▶ _Your task_
Lines where the string "AuxFlags" appears are to be copied from the entries below.

▶ _Data for this task_
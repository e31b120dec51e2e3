//! Submission pipeline
//!
//! Turning a submit attempt into at most one outward event:
//!
//! 1. re-validate every field; any error aborts without emitting
//! 2. collect values, leaving out fields that only exist to confirm another
//!    field (`dependsOn`)
//! 3. merge auxiliary toggles such as `rememberMe`
//! 4. hand the event to the injected [`SubmitSink`]
//! 5. optionally reset the form and its toggles
//!
//! A sink failure, including a panicking sink, is reported in the result and
//! never propagates as a panic or as a validation error.

use crate::field::FieldError;
use crate::form::FormState;
use crate::notice::{NoticeKind, SUBMIT_FAILURE_MESSAGE, SUBMIT_SUCCESS_MESSAGE};
use serde::{Deserialize, Serialize};
use serde_json::{Map, Value};
use std::collections::HashMap;
use std::io::Write;
use std::panic::{AssertUnwindSafe, catch_unwind};

/// Event type carried by every successful submission.
pub const SUBMIT_EVENT_TYPE: &str = "login-submit";

/// Payload key of the remember-me toggle.
pub const REMEMBER_ME_KEY: &str = "rememberMe";

#[derive(Debug, thiserror::Error)]
pub enum DispatchError {
	#[error("Submit sink rejected the event: {0}")]
	Rejected(String),
	#[error("Submit sink is closed")]
	Closed,
	#[error("Failed to serialize submit event: {0}")]
	Serialization(#[from] serde_json::Error),
	#[error("Failed to write submit event: {0}")]
	Io(#[from] std::io::Error),
	#[error("Submit sink panicked: {0}")]
	Panicked(String),
}

impl DispatchError {
	fn from_panic(payload: Box<dyn std::any::Any + Send>) -> Self {
		let message = payload
			.downcast_ref::<&str>()
			.map(|s| s.to_string())
			.or_else(|| payload.downcast_ref::<String>().cloned())
			.unwrap_or_else(|| "unknown panic".to_string());
		DispatchError::Panicked(message)
	}
}

/// The outward notification of one successful submission.
#[derive(Debug, Clone, PartialEq, Serialize, Deserialize)]
#[serde(rename_all = "camelCase")]
pub struct SubmitEvent {
	#[serde(rename = "type")]
	pub event_type: String,
	pub form_name: String,
	/// Field name to final value, plus auxiliary flags.
	pub detail: Map<String, Value>,
}

impl SubmitEvent {
	pub fn new(form_name: impl Into<String>, detail: Map<String, Value>) -> Self {
		Self {
			event_type: SUBMIT_EVENT_TYPE.to_string(),
			form_name: form_name.into(),
			detail,
		}
	}
}

/// Receiver of submit events. Delivery is fire-and-forget: the sink may
/// refuse an event but cannot answer it.
pub trait SubmitSink {
	fn emit(&mut self, event: &SubmitEvent) -> Result<(), DispatchError>;
}

impl<F> SubmitSink for F
where
	F: FnMut(&SubmitEvent) -> Result<(), DispatchError>,
{
	fn emit(&mut self, event: &SubmitEvent) -> Result<(), DispatchError> {
		self(event)
	}
}

/// Sink that keeps every event it receives, for hosts that poll and for tests.
#[derive(Debug, Clone, Default)]
pub struct CollectingSink {
	events: Vec<SubmitEvent>,
}

impl CollectingSink {
	pub fn new() -> Self {
		Self::default()
	}

	pub fn events(&self) -> &[SubmitEvent] {
		&self.events
	}

	pub fn last(&self) -> Option<&SubmitEvent> {
		self.events.last()
	}

	pub fn take(&mut self) -> Vec<SubmitEvent> {
		std::mem::take(&mut self.events)
	}
}

impl SubmitSink for CollectingSink {
	fn emit(&mut self, event: &SubmitEvent) -> Result<(), DispatchError> {
		self.events.push(event.clone());
		Ok(())
	}
}

/// Sink that writes each event as one line of JSON.
#[derive(Debug)]
pub struct JsonLinesSink<W: Write> {
	writer: W,
}

impl<W: Write> JsonLinesSink<W> {
	pub fn new(writer: W) -> Self {
		Self { writer }
	}

	pub fn into_inner(self) -> W {
		self.writer
	}
}

impl<W: Write> SubmitSink for JsonLinesSink<W> {
	fn emit(&mut self, event: &SubmitEvent) -> Result<(), DispatchError> {
		serde_json::to_writer(&mut self.writer, event)?;
		self.writer.write_all(b"\n")?;
		self.writer.flush()?;
		Ok(())
	}
}

/// Toggles that live outside the field schema but ride along in the payload.
#[derive(Debug, Clone, Default, PartialEq, Eq)]
pub struct AuxFlags {
	remember_me: Option<bool>,
}

impl AuxFlags {
	/// Flags for a form with the remember-me toggle enabled or disabled.
	/// An enabled toggle starts unchecked.
	pub fn new(remember_me_enabled: bool) -> Self {
		Self {
			remember_me: remember_me_enabled.then_some(false),
		}
	}

	/// `None` when the form has no remember-me toggle.
	pub fn remember_me(&self) -> Option<bool> {
		self.remember_me
	}

	/// Check or uncheck remember-me. Ignored when the toggle is disabled.
	pub fn set_remember_me(&mut self, checked: bool) {
		if let Some(slot) = self.remember_me.as_mut() {
			*slot = checked;
		}
	}

	/// Uncheck every toggle.
	pub fn clear(&mut self) {
		self.set_remember_me(false);
	}

	fn merge_into(&self, payload: &mut Map<String, Value>) {
		if let Some(checked) = self.remember_me {
			payload.insert(REMEMBER_ME_KEY.to_string(), Value::Bool(checked));
		}
	}
}

#[derive(Debug, Clone, Copy, Default, PartialEq, Eq, Serialize, Deserialize)]
#[serde(rename_all = "camelCase")]
pub struct SubmitOptions {
	pub reset_on_submit: bool,
}

/// Outcome of one submit attempt.
#[derive(Debug)]
pub enum SubmissionResult {
	/// Validation failed; nothing was emitted.
	Rejected { errors: HashMap<String, FieldError> },
	/// The event was delivered; `reset` tells whether the form was cleared.
	Emitted { payload: Map<String, Value>, reset: bool },
	/// Validation passed but the sink failed; form state is untouched.
	DispatchFailed { error: DispatchError },
}

impl SubmissionResult {
	pub fn is_ok(&self) -> bool {
		matches!(self, SubmissionResult::Emitted { .. })
	}

	pub fn errors(&self) -> Option<&HashMap<String, FieldError>> {
		match self {
			SubmissionResult::Rejected { errors } => Some(errors),
			_ => None,
		}
	}

	pub fn payload(&self) -> Option<&Map<String, Value>> {
		match self {
			SubmissionResult::Emitted { payload, .. } => Some(payload),
			_ => None,
		}
	}

	/// The transient notice to show for this outcome. Validation failures are
	/// shown next to the fields instead.
	pub fn notice(&self) -> Option<(NoticeKind, &'static str)> {
		match self {
			SubmissionResult::Rejected { .. } => None,
			SubmissionResult::Emitted { .. } => Some((NoticeKind::Success, SUBMIT_SUCCESS_MESSAGE)),
			SubmissionResult::DispatchFailed { .. } => {
				Some((NoticeKind::Failure, SUBMIT_FAILURE_MESSAGE))
			}
		}
	}
}

/// Values of every field that does not declare `dependsOn`.
///
/// # Examples
///
/// ```
/// use formsmith_forms::{FieldKind, FieldSchema, FormState, build_payload};
/// use serde_json::json;
///
/// let mut form = FormState::new(vec![
///     FieldSchema::new("password", FieldKind::Password),
///     FieldSchema::new("confirmPassword", FieldKind::Password).depends_on("password", "Must match"),
/// ])
/// .unwrap();
/// form.set_value("password", "x").unwrap();
/// form.set_value("confirmPassword", "x").unwrap();
///
/// let payload = build_payload(&form);
/// assert_eq!(payload.get("password"), Some(&json!("x")));
/// assert!(!payload.contains_key("confirmPassword"));
/// ```
pub fn build_payload(form: &FormState) -> Map<String, Value> {
	form.schema()
		.fields()
		.iter()
		.filter(|field| field.schema().depends_on.is_none())
		.map(|field| {
			let value = form.value(field.name()).cloned().unwrap_or(Value::Null);
			(field.name().to_string(), value)
		})
		.collect()
}

#[cfg_attr(doc, aquamarine::aquamarine)]
/// Drives one form from a submit attempt to at most one emitted event.
///
/// ```mermaid
/// stateDiagram-v2
///     [*] --> Idle
///     Idle --> Validating: submit
///     Validating --> Rejected: any field error
///     Rejected --> Idle: errors shown
///     Validating --> Accepted: no errors
///     Accepted --> Emitted: sink accepts
///     Accepted --> Idle: sink fails
///     Emitted --> Reset: reset_on_submit
///     Emitted --> Submitted: keep values
///     Reset --> Idle
///     Submitted --> Idle: next edit
/// ```
#[derive(Debug, Clone)]
pub struct SubmissionPipeline {
	form_name: String,
	options: SubmitOptions,
}

impl SubmissionPipeline {
	pub fn new(form_name: impl Into<String>, options: SubmitOptions) -> Self {
		Self {
			form_name: form_name.into(),
			options,
		}
	}

	pub fn form_name(&self) -> &str {
		&self.form_name
	}

	pub fn options(&self) -> SubmitOptions {
		self.options
	}

	/// Validate, build and emit, then reset if configured.
	///
	/// # Examples
	///
	/// ```
	/// use formsmith_forms::{
	///     AuxFlags, CollectingSink, FieldKind, FieldSchema, FormState, SubmissionPipeline,
	///     SubmitOptions, Validator,
	/// };
	///
	/// let mut form = FormState::new(vec![
	///     FieldSchema::new("username", FieldKind::Text).with_validator(Validator::required()),
	/// ])
	/// .unwrap();
	/// let mut aux = AuxFlags::new(true);
	/// let mut sink = CollectingSink::new();
	/// let pipeline = SubmissionPipeline::new("Login", SubmitOptions::default());
	///
	/// assert!(!pipeline.submit(&mut form, &mut aux, &mut sink).is_ok());
	/// assert!(sink.events().is_empty());
	///
	/// form.set_value("username", "alice").unwrap();
	/// assert!(pipeline.submit(&mut form, &mut aux, &mut sink).is_ok());
	/// assert_eq!(sink.events().len(), 1);
	/// assert!(form.is_submitted());
	/// ```
	pub fn submit<S>(&self, form: &mut FormState, aux: &mut AuxFlags, sink: &mut S) -> SubmissionResult
	where
		S: SubmitSink + ?Sized,
	{
		let errors = form.validate_all();
		if !errors.is_empty() {
			tracing::debug!(
				form = %self.form_name,
				error_count = errors.len(),
				"submission rejected"
			);
			return SubmissionResult::Rejected {
				errors: errors.clone(),
			};
		}

		let mut payload = build_payload(form);
		aux.merge_into(&mut payload);

		let event = SubmitEvent::new(self.form_name.clone(), payload);
		let dispatched = catch_unwind(AssertUnwindSafe(|| sink.emit(&event)))
			.unwrap_or_else(|payload| Err(DispatchError::from_panic(payload)));
		if let Err(error) = dispatched {
			tracing::warn!(form = %self.form_name, %error, "failed to dispatch submit event");
			return SubmissionResult::DispatchFailed { error };
		}

		tracing::info!(
			form = %self.form_name,
			fields = event.detail.len(),
			"submit event emitted"
		);

		let reset = self.options.reset_on_submit;
		if reset {
			form.reset();
			aux.clear();
		} else {
			form.mark_submitted();
		}

		SubmissionResult::Emitted {
			payload: event.detail,
			reset,
		}
	}
}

▶ _Result of this exercise_
pub struct AuxFlags {
impl AuxFlags {
	///     AuxFlags, CollectingSink, FieldKind, FieldSchema, FormState, SubmissionPipeline,
	/// let mut aux = AuxFlags::new(true);
	pub fn submit<S>(&self, form: &mut FormState, aux: &mut AuxFlags, sink: &mut S) -> SubmissionResult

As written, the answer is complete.